There is, as there has to be, a reduction gearset for when the gas engine is driving the wheels.
There is no torque converter since there's no need for one.
Honda cleverly exploited the torque capabilities of electric drive to dispense with any sort of multi speed gearbox.
A simple design that works well and delivers really good fuel economy in my use.

No there doesn't have to be any reduction gearset. Mitsubishi outlander phev doesn't have one. It can drive the wheels directly only over a certain speed (around 40 mph IIRC)

 

[Owen Lucas]

Here’s my 2020 CRV Hybrid experience. Only happened once though.

I was driving down a long mountain, very steep at some points. Regenerative braking turned off and the engine started revving as if it was engine braking.

I presume it went into engine braking mode because the battery was completely full. I drove at the full mark downhill for quite a while before the revving started which means either:

A. The battery has more capacity than the gage indicates or

B. Some type of battery management or usage of regen I am not aware of.

In the CRV it is not hard to drain and recharge the battery all within a short spirited acceleration or downhill drive to recharge. It is only 1.4kWh.

 

[Astro_Guy]

The long downhill run regeneration is something I have experience with in both the 2010 Prius and 2017 Prius V. Granted these vehicles have very small capacity in contrast to a true EV, but here is what I have experienced. There is a long and steep grade on VT route 9 approaching Bennington from the east that I've run many times. The battery always completely tops up, stops charging and then the cooling system kicks in. I imagine that something similar would happen descending a large mountain with a pure EV, provided that the battery had the capacity to accept the renerative load,

 

[y_p_w]

I’m borrowing a Model 3 today. Not sure why it’s at 100% as I thought I remotely changed it to 90%. But also set it to apply friction brakes. Saw something new today, with a gray bar showing application of friction brakes, including simultaneously with limited regenerative braking in green. But the warning symbol for limited regenerative braking didn’t pop up.

 

[Owen Lucas]

The battery always completely tops up, stops charging and then the cooling system kicks in. I imagine that so

What do you mean the cooling system kicks in and how do you know?

Maybe a resistor is used to take care of the excess energy?

 

[Torrid]

I’m borrowing a Model 3 today. Not sure why it’s at 100% as I thought I remotely changed it to 90%. But also set it to apply friction brakes. Saw something new today, with a gray bar showing application of friction brakes, including simultaneously with limited regenerative braking in green. But the warning symbol for limited regenerative braking didn’t pop up.
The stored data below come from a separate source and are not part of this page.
//! Uniform response envelope returned by every API call, success or failure.
//!
//! Servers answer in a few shapes (`{code, msg, data}`, `{success, message, data}`,
//! `{statusCode, message, payload}`). [`WireEnvelope`] normalizes them at the boundary so
//! downstream code only ever matches on [`Envelope`].

// self
use crate::{_prelude::*, store::StoreError};

/// Status code carried by every successful envelope.
pub const STATUS_OK: i64 = 200;

/// Category of a failed call.
#[derive(Clone, Copy, Debug, PartialEq, Eq, Hash, Serialize, Deserialize)]
pub enum FailureKind {
	/// Network unreachable, DNS failure, or timeout.
	Transport,
	/// Body was not JSON or the payload did not match the expected type.
	Parse,
	/// HTTP success, but the server reported a failure status.
	Application,
	/// Non-success HTTP status.
	Http,
	/// Authorization failed and the credential could not be refreshed.
	SessionExpired,
	/// No refresh credential is stored.
	MissingCredential,
	/// Request could not be assembled locally.
	InvalidRequest,
	/// Credential storage failed.
	Storage,
}
impl FailureKind {
	/// Returns a stable label suitable for span or metric fields.
	pub const fn as_str(self) -> &'static str {
		match self {
			FailureKind::Transport => "transport",
			FailureKind::Parse => "parse",
			FailureKind::Application => "application",
			FailureKind::Http => "http",
			FailureKind::SessionExpired => "session_expired",
			FailureKind::MissingCredential => "missing_credential",
			FailureKind::InvalidRequest => "invalid_request",
			FailureKind::Storage => "storage",
		}
	}
}
impl Display for FailureKind {
	fn fmt(&self, f: &mut Formatter) -> FmtResult {
		f.write_str(self.as_str())
	}
}

/// Failure half of an [`Envelope`].
#[derive(Clone, Debug, PartialEq, Eq, Serialize, Deserialize)]
pub struct Failure {
	/// Failure category.
	pub kind: FailureKind,
	/// Status code reported to callers; never 200.
	pub status: i64,
	/// Human-readable message suitable for inline display.
	pub message: String,
}
impl Failure {
	/// Creates a failure, bumping a 200 status to 500 so success stays unambiguous.
	pub fn new(kind: FailureKind, status: i64, message: impl Into<String>) -> Self {
		let status = if status == STATUS_OK { 500 } else { status };

		Self { kind, status, message: message.into() }
	}

	/// Transport failure (network unreachable, DNS, timeout).
	pub fn network() -> Self {
		Self::new(FailureKind::Transport, 500, "Network error, please check your connection.")
	}

	/// Body could not be parsed or decoded.
	pub fn parse() -> Self {
		Self::new(FailureKind::Parse, 500, "Failed to parse the response.")
	}

	/// Refresh failed; the user must log in again.
	pub fn session_expired() -> Self {
		Self::new(FailureKind::SessionExpired, 401, "Session expired, please log in again.")
	}

	/// No refresh credential is stored.
	pub fn missing_refresh_token() -> Self {
		Self::new(FailureKind::MissingCredential, 400, "No refresh token found.")
	}

	/// Credential storage is unavailable.
	pub fn storage() -> Self {
		Self::new(FailureKind::Storage, 500, "Credential storage is unavailable.")
	}

	/// Request could not be built locally.
	pub fn invalid_request(reason: impl Display) -> Self {
		let message = format!("Request could not be built: {reason}.");

		Self::new(FailureKind::InvalidRequest, 400, message)
	}
}
impl Display for Failure {
	fn fmt(&self, f: &mut Formatter) -> FmtResult {
		write!(f, "{} ({}): {}", self.kind, self.status, self.message)
	}
}
impl From<&Error> for Failure {
	fn from(err: &Error) -> Self {
		match err {
			Error::Storage(_) => Self::storage(),
			Error::Config(e) => Self::invalid_request(e),
			Error::Transport(_) => Self::network(),
			Error::Decode { .. } => Self::parse(),
			Error::InvalidRequest { reason } => Self::invalid_request(reason),
		}
	}
}
impl From<Error> for Failure {
	fn from(err: Error) -> Self {
		Self::from(&err)
	}
}
impl From<StoreError> for Failure {
	fn from(_: StoreError) -> Self {
		Self::storage()
	}
}

/// Uniform result of an API call.
#[derive(Clone, Debug, PartialEq)]
pub enum Envelope<T> {
	/// Call succeeded (`status_code() == 200`).
	Success {
		/// Server-supplied or fixed success message.
		message: String,
		/// Decoded payload, when the server sent one.
		payload: Option<T>,
	},
	/// Call failed.
	Failure(Failure),
}
impl<T> Envelope<T> {
	/// Builds a success envelope.
	pub fn success(message: impl Into<String>, payload: Option<T>) -> Self {
		Self::Success { message: message.into(), payload }
	}

	/// Returns 200 on success, otherwise the failure status.
	pub fn status_code(&self) -> i64 {
		match self {
			Self::Success { .. } => STATUS_OK,
			Self::Failure(failure) => failure.status,
		}
	}

	/// Returns the envelope message.
	pub fn message(&self) -> &str {
		match self {
			Self::Success { message, .. } => message,
			Self::Failure(failure) => &failure.message,
		}
	}

	/// Returns `true` for [`Envelope::Success`].
	pub fn is_success(&self) -> bool {
		matches!(self, Self::Success { .. })
	}

	/// Borrows the payload, if any.
	pub fn payload(&self) -> Option<&T> {
		match self {
			Self::Success { payload, .. } => payload.as_ref(),
			Self::Failure(_) => None,
		}
	}

	/// Consumes the envelope, returning the payload, if any.
	pub fn into_payload(self) -> Option<T> {
		match self {
			Self::Success { payload, .. } => payload,
			Self::Failure(_) => None,
		}
	}

	/// Borrows the failure, if any.
	pub fn failure(&self) -> Option<&Failure> {
		match self {
			Self::Success { .. } => None,
			Self::Failure(failure) => Some(failure),
		}
	}

	/// Converts into a standard [`Result`](std::result::Result).
	pub fn into_result(self) -> std::result::Result<Option<T>, Failure> {
		match self {
			Self::Success { payload, .. } => Ok(payload),
			Self::Failure(failure) => Err(failure),
		}
	}

	/// Maps the payload type.
	pub fn map<U>(self, f: impl FnOnce(T) -> U) -> Envelope<U> {
		match self {
			Self::Success { message, payload } =>
				Envelope::Success { message, payload: payload.map(f) },
			Self::Failure(failure) => Envelope::Failure(failure),
		}
	}
}
impl Envelope<Value> {
	/// Decodes the raw JSON payload into `T`; a mismatch yields the parse failure.
	pub fn decode<T>(self) -> Envelope<T>
	where
		T: DeserializeOwned,
	{
		match self {
			Self::Success { message, payload: None | Some(Value::Null) } =>
				Envelope::Success { message, payload: None },
			Self::Success { message, payload: Some(value) } =>
				match serde_path_to_error::deserialize(value) {
					Ok(payload) => Envelope::Success { message, payload: Some(payload) },
					Err(e) => {
						let err = Error::from(e);

						crate::obs::event!(warn, error = ?err, "payload has an unexpected shape");

						Envelope::Failure(Failure::from(err))
					},
				},
			Self::Failure(failure) => Envelope::Failure(failure),
		}
	}
}
impl<T> From<Failure> for Envelope<T> {
	fn from(failure: Failure) -> Self {
		Self::Failure(failure)
	}
}

/// Lenient view over a raw server body.
#[derive(Clone, Debug, Default, PartialEq)]
pub struct WireEnvelope {
	/// `code` or `statusCode`.
	pub code: Option<i64>,
	/// `msg`, falling back to `message`.
	pub msg: Option<String>,
	/// `data` or `payload`.
	pub data: Option<Value>,
	/// `success`, when the server uses the boolean variant.
	pub success: Option<bool>,
}
impl WireEnvelope {
	/// Extracts known fields from a parsed body; non-object bodies yield an empty view.
	pub fn from_value(body: Value) -> Self {
		let Value::Object(mut map) = body else {
			return Self::default();
		};
		let code = map.get("code").or_else(|| map.get("statusCode")).and_then(Value::as_i64);
		let msg = map
			.get("msg")
			.and_then(Value::as_str)
			.or_else(|| map.get("message").and_then(Value::as_str))
			.map(ToOwned::to_owned);
		let success = map.get("success").and_then(Value::as_bool);
		let data = map.remove("data").or_else(|| map.remove("payload"));

		Self { code, msg, data, success }
	}

	/// Maps the wire view into an envelope given the HTTP status.
	pub fn into_envelope(self, http_status: u16) -> Envelope<Value> {
		let http_ok = (200..300).contains(&http_status);

		if !http_ok {
			let status = match self.code {
				Some(code) if code != STATUS_OK => code,
				_ => i64::from(http_status),
			};
			let message = self.msg.unwrap_or_else(|| format!("Request failed ({http_status})"));

			return Envelope::Failure(Failure::new(FailureKind::Http, status, message));
		}
		if self.success == Some(false) {
			let status = self.code.filter(|code| *code != STATUS_OK).unwrap_or(500);
			let message = self.msg.unwrap_or_else(|| "Operation failed".into());

			return Envelope::Failure(Failure::new(FailureKind::Application, status, message));
		}

		let code = self.code.unwrap_or(STATUS_OK);

		if code == STATUS_OK {
			let message = self.msg.unwrap_or_else(|| "OK".into());

			Envelope::Success { message, payload: self.data }
		} else {
			let message = self.msg.unwrap_or_else(|| format!("Request failed ({code})"));

			Envelope::Failure(Failure::new(FailureKind::Application, code, message))
		}
	}
}

#[cfg(test)]
mod tests {
	// crates.io
	use serde_json::json;
	// self
	use super::*;

	#[test]
	fn canonical_shape_maps_to_success() {
		let envelope = WireEnvelope::from_value(json!({
			"code": 200,
			"msg": "ok",
			"data": { "total": 3 }
		}))
		.into_envelope(200);

		assert_eq!(envelope.status_code(), 200);
		assert_eq!(envelope.message(), "ok");
		assert_eq!(envelope.payload(), Some(&json!({ "total": 3 })));
	}

	#[test]
	fn variant_shapes_normalize_identically() {
		let a = WireEnvelope::from_value(json!({ "success": true, "message": "done", "data": 1 }))
			.into_envelope(200);
		let b =
			WireEnvelope::from_value(json!({ "statusCode": 200, "message": "done", "payload": 1 }))
				.into_envelope(200);

		assert_eq!(a, b);
		assert_eq!(a, Envelope::success("done", Some(json!(1))));
	}

	#[test]
	fn missing_fields_default_to_ok() {
		let envelope = WireEnvelope::from_value(json!({})).into_envelope(201);

		assert_eq!(envelope, Envelope::success("OK", None));
	}

	#[test]
	fn application_failures_keep_server_code_and_message() {
		let envelope = WireEnvelope::from_value(json!({ "code": 40001, "msg": "duplicate key" }))
			.into_envelope(200);
		let failure = envelope.failure().expect("Non-200 code should be a failure.");

		assert_eq!(failure.kind, FailureKind::Application);
		assert_eq!(failure.status, 40001);
		assert_eq!(failure.message, "duplicate key");

		let envelope = WireEnvelope::from_value(json!({ "success": false })).into_envelope(200);

		assert_eq!(envelope.status_code(), 500);
		assert_eq!(envelope.message(), "Operation failed");
	}

	#[test]
	fn http_failures_fall_back_to_status() {
		let envelope = WireEnvelope::from_value(json!({ "error": "boom" })).into_envelope(503);

		assert_eq!(envelope.status_code(), 503);
		assert_eq!(envelope.message(), "Request failed (503)");

		let envelope = WireEnvelope::from_value(json!({ "code": 200, "message": "nope" }))
			.into_envelope(404);

		assert_eq!(envelope.status_code(), 404);
		assert_eq!(envelope.message(), "nope");
	}

	#[test]
	fn decode_reports_type_mismatch_as_parse_failure() {
		#[derive(Debug, Deserialize, PartialEq)]
		struct Page {
			total: u32,
		}

		let ok = Envelope::success("OK", Some(json!({ "total": 2 }))).decode::<Page>();

		assert_eq!(ok.into_payload(), Some(Page { total: 2 }));

		let bad = Envelope::success("OK", Some(json!({ "total": "two" }))).decode::<Page>();

		assert_eq!(bad.failure().map(|f| f.kind), Some(FailureKind::Parse));

		let empty = Envelope::success("OK", Some(Value::Null)).decode::<Page>();

		assert!(empty.is_success());
		assert!(empty.payload().is_none());
	}

	#[test]
	fn failures_never_report_success_status() {
		let failure = Failure::new(FailureKind::Application, STATUS_OK, "odd");

		assert_ne!(failure.status, STATUS_OK);
	}
}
Yeah, it'll show you what its doing on the screen. I think it's what you mentioned before with regenerative braking reduced which leaves the green circle indicator on the screen until the battery comes up to temperature. With the brake assist on you won't see that warning anymore. It'll just supplement friction brakes to retain the one pedal driving feel no matter what the regenerative braking status is. It's probably why I've never seen it freak out on really long downhills of regenerative braking either, because unless I was intently watching the screen I'd have no idea that it was reducing regenerative braking and supplementing friction brakes to maintain downhill speed. Typically I'm using cruise in these situations anyway since many of our craziest hills here are on county roads and interstates which would make me even less likely to notice.

 

[fdcg27]

No there doesn't have to be any reduction gearset. Mitsubishi outlander phev doesn't have one. It can drive the wheels directly only over a certain speed (around 40 mph IIRC)

It would still need a differential, no?
The reduction gearing would be that gearset.